DISCOURS SUR LE PSAUME 144

SERMON AU PEUPLE, PRÊCHÉ A UTIQUE, DANS LA BASILIQUE DE LA MASSE-BLANCHE[2].

L’ŒUVRE DE LA RÉGÉNÉRATION.

Dieu s’est loué pour nous apprendre à le louer. Ce David à qui s’adressent les louanges du psaume est le Christ issu du peuple juif d’où sont venus les Apôtres, et fils de David. – Bénissons Dieu toujours, dans la prospérité comme dans le malheur ; mais nulle prospérité n’est comparable à celle de posséder Dieu, que nul ne saurait nous ravir, que le malheur n’enleva point à Job. Croyons dès lors qu’il agit toujours avec miséricorde ; louons sans fin sa grandeur sans borne. Ainsi font cens qui ne passent par la mort que pour arriver à la terre des vivants. Bénissons-le dans ses œuvres, surtout dans celles qui nous connaissons. Toute génération le bénira. Elles annonceront la puissance de Dieu, en laquelle se résument toutes ses œuvres ; et tout ce que l’on peut louer vient de celui qui a tout fait, qui gouverne tout. Louer les œuvres de Dieu, c’est nous louer nous-mêmes, et nous louer sans orgueil. Ces œuvres sont pour nous des degrés pour nous élever jusqu’à lai ; ses faveurs sont accompagnées de menaces afin de nous encourager et de nous contenir. Ils raconteront ce mémorial du Seigneur qui n’a point oublié l’homme, quand l’homme l’oubliait. Ils tressailliront dans cette justice de Dieu qui nous refaits par sa grâce, et sans que nous ayons rien mérité par aucune œuvre, puisque toute bonne œuvre vient de lui. Il est miséricordieux envers les pécheurs, qu’il encourage contre le désespoir, qu’il détourne d’une folle espérance.

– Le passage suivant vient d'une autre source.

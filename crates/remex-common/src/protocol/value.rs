//! The value model carried over the wire.
//!
//! Every engine value that crosses a connection is first lowered into a
//! [`Value`]. Live callables never travel: they are replaced by
//! [`Value::FnRef`], which only carries the arity the receiving side needs to
//! build a proxy.

use serde::{Deserialize, Serialize};
use std::collections::BTreeMap;
use std::fmt;

use crate::protocol::error::{RemexError, Result};

/// Deepest nesting a value may have and still decode on the peer.
///
/// A scalar has depth 1 and every list or map adds one. Each level costs two
/// JSON levels and the payload envelope a few more, which has to stay under
/// the decoder's recursion limit of 128.
pub const MAX_VALUE_DEPTH: usize = 56;

#[derive(Debug, Clone, PartialEq, Serialize, Deserialize)]
#[serde(tag = "t", content = "v", rename_all = "snake_case")]
pub enum Value {
    Null,
    Bool(bool),
    Int(i64),
    Float(f64),
    Str(String),
    /// An engine symbol, distinct from a string with the same text.
    Symbol(String),
    List(Vec<Value>),
    Map(BTreeMap<String, Value>),
    /// Marker for a callable that stayed on the remote side.
    FnRef { arity: usize },
    /// Descriptive failure text returned in place of a result.
    Error(String),
}

impl Value {
    pub fn symbol(name: impl Into<String>) -> Self {
        Value::Symbol(name.into())
    }

    pub fn error(message: impl Into<String>) -> Self {
        Value::Error(message.into())
    }

    pub fn is_null(&self) -> bool {
        matches!(self, Value::Null)
    }

    pub fn as_symbol(&self) -> Option<&str> {
        match self {
            Value::Symbol(name) => Some(name),
            _ => None,
        }
    }

    pub fn as_str(&self) -> Option<&str> {
        match self {
            Value::Str(s) => Some(s),
            _ => None,
        }
    }

    pub fn as_i64(&self) -> Option<i64> {
        match self {
            Value::Int(i) => Some(*i),
            _ => None,
        }
    }

    /// Numeric view of `Int` and `Float`.
    pub fn as_f64(&self) -> Option<f64> {
        match self {
            Value::Int(i) => Some(*i as f64),
            Value::Float(f) => Some(*f),
            _ => None,
        }
    }

    pub fn as_error(&self) -> Option<&str> {
        match self {
            Value::Error(message) => Some(message),
            _ => None,
        }
    }

    /// Arity of a remote function reference.
    pub fn fn_arity(&self) -> Option<usize> {
        match self {
            Value::FnRef { arity } => Some(*arity),
            _ => None,
        }
    }

    pub fn is_error(&self) -> bool {
        matches!(self, Value::Error(_))
    }

    /// Checks that the value survives encoding and decoding unchanged.
    ///
    /// Fails for values nested deeper than [`MAX_VALUE_DEPTH`] and for NaN or
    /// infinite floats, which JSON cannot represent.
    pub fn validate(&self) -> Result<()> {
        self.validate_at(1)
    }

    fn validate_at(&self, depth: usize) -> Result<()> {
        if depth > MAX_VALUE_DEPTH {
            return Err(RemexError::InvalidRequest(format!(
                "value nested deeper than {} levels",
                MAX_VALUE_DEPTH
            )));
        }
        match self {
            Value::Float(f) if !f.is_finite() => Err(RemexError::InvalidRequest(format!(
                "float {} has no wire form",
                f
            ))),
            Value::List(items) => items.iter().try_for_each(|item| item.validate_at(depth + 1)),
            Value::Map(map) => map.values().try_for_each(|item| item.validate_at(depth + 1)),
            _ => Ok(()),
        }
    }
}

impl From<bool> for Value {
    fn from(b: bool) -> Self {
        Value::Bool(b)
    }
}

impl From<i64> for Value {
    fn from(i: i64) -> Self {
        Value::Int(i)
    }
}

impl From<i32> for Value {
    fn from(i: i32) -> Self {
        Value::Int(i64::from(i))
    }
}

impl From<f64> for Value {
    fn from(f: f64) -> Self {
        Value::Float(f)
    }
}

impl From<&str> for Value {
    fn from(s: &str) -> Self {
        Value::Str(s.to_string())
    }
}

impl From<String> for Value {
    fn from(s: String) -> Self {
        Value::Str(s)
    }
}

impl From<Vec<Value>> for Value {
    fn from(items: Vec<Value>) -> Self {
        Value::List(items)
    }
}

impl From<BTreeMap<String, Value>> for Value {
    fn from(map: BTreeMap<String, Value>) -> Self {
        Value::Map(map)
    }
}

impl FromIterator<Value> for Value {
    fn from_iter<I: IntoIterator<Item = Value>>(iter: I) -> Self {
        Value::List(iter.into_iter().collect())
    }
}

impl fmt::Display for Value {
    fn fmt(&self, f: &mut fmt::Formatter<'_>) -> fmt::Result {
        match self {
            Value::Null => write!(f, "null"),
            Value::Bool(b) => write!(f, "{}", b),
            Value::Int(i) => write!(f, "{}", i),
            Value::Float(x) => write!(f, "{}", x),
            Value::Str(s) => write!(f, "{:?}", s),
            Value::Symbol(name) => write!(f, ":{}", name),
            Value::List(items) => {
                write!(f, "[")?;
                for (i, item) in items.iter().enumerate() {
                    if i > 0 {
                        write!(f, " ")?;
                    }
                    write!(f, "{}", item)?;
                }
                write!(f, "]")
            }
            Value::Map(map) => {
                write!(f, "{{")?;
                for (i, (key, value)) in map.iter().enumerate() {
                    if i > 0 {
                        write!(f, " ")?;
                    }
                    write!(f, "{:?}:{}", key, value)?;
                }
                write!(f, "}}")
            }
            Value::FnRef { arity } => write!(f, "<remote fn/{}>", arity),
            Value::Error(message) => write!(f, "error: {}", message),
        }
    }
}
use serde::{Deserialize, Serialize};

use crate::protocol::error::{RemexError, Result};
use crate::protocol::message::{CorrelationId, Payload, PAYLOAD_VERSION};
use crate::protocol::value::Value;

/// Bytes taken by the correlation id at the start of a frame.
pub const ID_LEN: usize = 16;

/// Correlation id plus the big-endian length prefix.
pub const HEADER_LEN: usize = ID_LEN + 4;

/// Largest payload a peer may announce (100 MB).
pub const MAX_MESSAGE_SIZE: usize = 100 * 1024 * 1024;

#[derive(Serialize)]
struct EnvelopeRef<'a> {
    v: u8,
    payload: &'a Payload,
}

#[derive(Deserialize)]
struct Envelope {
    v: u8,
    payload: serde_json::Value,
}

/// Versioned JSON encoding of a [`Payload`].
///
/// Every payload is wrapped as `{"v": 1, "payload": ...}`. Decoding checks the
/// version before looking at the payload, so an unknown version is reported as
/// such instead of as a confusing shape error.
///
/// Encoding refuses payloads the peer could not decode back into an equal
/// value (see [`Value::validate`]).
///
/// # Example
///
/// ```
/// use remex_common::{JsonCodec, Payload, Value};
///
/// let encoded = JsonCodec::encode_payload(&Payload::Value(Value::Int(2))).unwrap();
/// let decoded = JsonCodec::decode_payload(&encoded).unwrap();
/// assert_eq!(decoded, Payload::Value(Value::Int(2)));
/// ```
pub struct JsonCodec;

impl JsonCodec {
    pub fn encode_payload(payload: &Payload) -> Result<Vec<u8>> {
        payload.validate()?;
        Ok(serde_json::to_vec(&EnvelopeRef {
            v: PAYLOAD_VERSION,
            payload,
        })?)
    }

    pub fn decode_payload(data: &[u8]) -> Result<Payload> {
        let envelope: Envelope = serde_json::from_slice(data)?;
        if envelope.v != PAYLOAD_VERSION {
            return Err(RemexError::UnsupportedVersion(envelope.v));
        }
        Ok(serde_json::from_value(envelope.payload)?)
    }
}

/// Frames a `(correlation id, payload)` pair.
///
/// ```text
/// [16-byte correlation id] [4-byte length as u32 big-endian] [payload]
/// ```
pub struct MessageCodec;

impl MessageCodec {
    /// Encodes the payload and frames it under `id`.
    pub fn encode(id: CorrelationId, payload: &Payload) -> Result<Vec<u8>> {
        let body = JsonCodec::encode_payload(payload)?;
        Self::frame(id, &body)
    }

    /// Frames a reply value under `id`.
    ///
    /// A value that cannot be framed (too large, too deep, or a non-finite
    /// float) is replaced by an
    /// `internal error` value so the waiting peer still gets an answer.
    pub fn encode_reply(id: CorrelationId, value: Value) -> Result<Vec<u8>> {
        Self::encode(id, &Payload::Value(value))
            .or_else(|_| Self::encode(id, &Payload::Value(Value::error("internal error"))))
    }

    /// Frames an already encoded payload.
    pub fn frame(id: CorrelationId, body: &[u8]) -> Result<Vec<u8>> {
        if body.len() > MAX_MESSAGE_SIZE {
            return Err(RemexError::InvalidRequest(format!(
                "Message too large: {} bytes (max {} bytes)",
                body.len(),
                MAX_MESSAGE_SIZE
            )));
        }

        let mut frame = Vec::with_capacity(HEADER_LEN + body.len());
        frame.extend_from_slice(id.as_bytes());
        frame.extend_from_slice(&(body.len() as u32).to_be_bytes());
        frame.extend_from_slice(body);
        Ok(frame)
    }

    /// Splits a frame header into the id and the announced payload length.
    pub fn decode_header(header: &[u8; HEADER_LEN]) -> Result<(CorrelationId, usize)> {
        let mut id = [0u8; ID_LEN];
        id.copy_from_slice(&header[..ID_LEN]);
        let mut len = [0u8; 4];
        len.copy_from_slice(&header[ID_LEN..]);

        let len = u32::from_be_bytes(len) as usize;
        if len > MAX_MESSAGE_SIZE {
            return Err(RemexError::InvalidResponse(format!(
                "Message too large: {} bytes (max {} bytes)",
                len, MAX_MESSAGE_SIZE
            )));
        }
        Ok((CorrelationId::from_bytes(id), len))
    }

    /// Decodes one complete in-memory frame.
    ///
    /// A buffer that ends before the announced length is reported as
    /// [`RemexError::ConnectionClosed`], the same as a stream that closed
    /// mid-frame.
    pub fn decode(frame: &[u8]) -> Result<(CorrelationId, Payload)> {
        let header: &[u8; HEADER_LEN] = frame
            .get(..HEADER_LEN)
            .and_then(|h| h.try_into().ok())
            .ok_or(RemexError::ConnectionClosed)?;
        let (id, len) = Self::decode_header(header)?;
        let body = frame
            .get(HEADER_LEN..HEADER_LEN + len)
            .ok_or(RemexError::ConnectionClosed)?;
        Ok((id, JsonCodec::decode_payload(body)?))
    }
}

Sa bonté s’étend sur toutes ses œuvres, puisqu’il fait luire son soleil sur les bons et sur les méchants, et néanmoins il donne, c’est-à-dire qu’il est sévère pour nos œuvres, et nous force à retrancher les mauvaises, ou les retranche lui-même.

Les créatures intelligentes loueront le Seigneur, puisqu’elles révèlent sa grandeur, sa puissance ; elles le loueront sans voix, car on ne saurait en considérer la beauté sans louer Dieu.

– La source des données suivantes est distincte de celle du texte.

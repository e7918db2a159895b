//! Hosting a script.

use std::path::Path;

use anyhow::{Context, Result};
use remex_common::Address;
use remex_server::{Host, HostConfig};

/// Loads `script` into a fresh host and starts its server on `bind`.
///
/// The host keeps serving until it is dropped.
pub fn start_host(script: &Path, bind: &str, config: HostConfig) -> Result<Host> {
    let address = Address::parse(bind).with_context(|| format!("invalid bind address '{}'", bind))?;
    if address.is_stop_request() {
        anyhow::bail!("port 0 without a host stops a server; use e.g. 0.0.0.0:0 for a random port");
    }

    let host = Host::with_config(config)?;
    host.eval_file(script)
        .with_context(|| format!("failed to load {}", script.display()))?;

    let local_addr = host
        .serve(&address)?
        .context("a server is already running on this host")?;
    tracing::info!(addr = %local_addr, script = %script.display(), "serving");
    Ok(host)
}

/// Runs [`start_host`] and serves until Ctrl-C.
pub fn run_serve(script: &Path, bind: &str, config: HostConfig) -> Result<()> {
    let host = start_host(script, bind, config)?;
    host.runtime()
        .block_on(tokio::signal::ctrl_c())
        .context("failed to wait for Ctrl-C")?;
    tracing::info!("shutting down");
    host.shutdown();
    Ok(())
}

Les saints feront connaître la beauté de Dieu, beauté supérieure à toutes les beautés visibles, et que nous découvre la foi ; sa fidélité dans ses promesses, dont plusieurs qui sont accomplies nous font croire au reste ; sa bonté à soutenir cens qui tombent, c’est-à-dire ou ceux qui se séparent du mal, ou ceux qui tombent de leur prospérité comme Job ; sa miséricorde qui donne en temps opportun, mais non tout ce que nous demandons, et quand nous le demandons. Souvent il diffère, ou nous accorde ce que nous ne demandons point, mais ce qui nous convient le mieux. Qu’il frappe ou qu’il guérisse il est toujours juste ; il est proche de ceux qui l’invoquent, mais en vérité, c’est-à-dire qui méprisent le reste pour ne désirer que lui-même, qui ne l’en aiment pas moins quand il nous ôte les biens terrestres. Il fera la volonté de ceux qui le craignent en leur accordant le salut, en perdant les pécheurs obstinés et murmurateurs.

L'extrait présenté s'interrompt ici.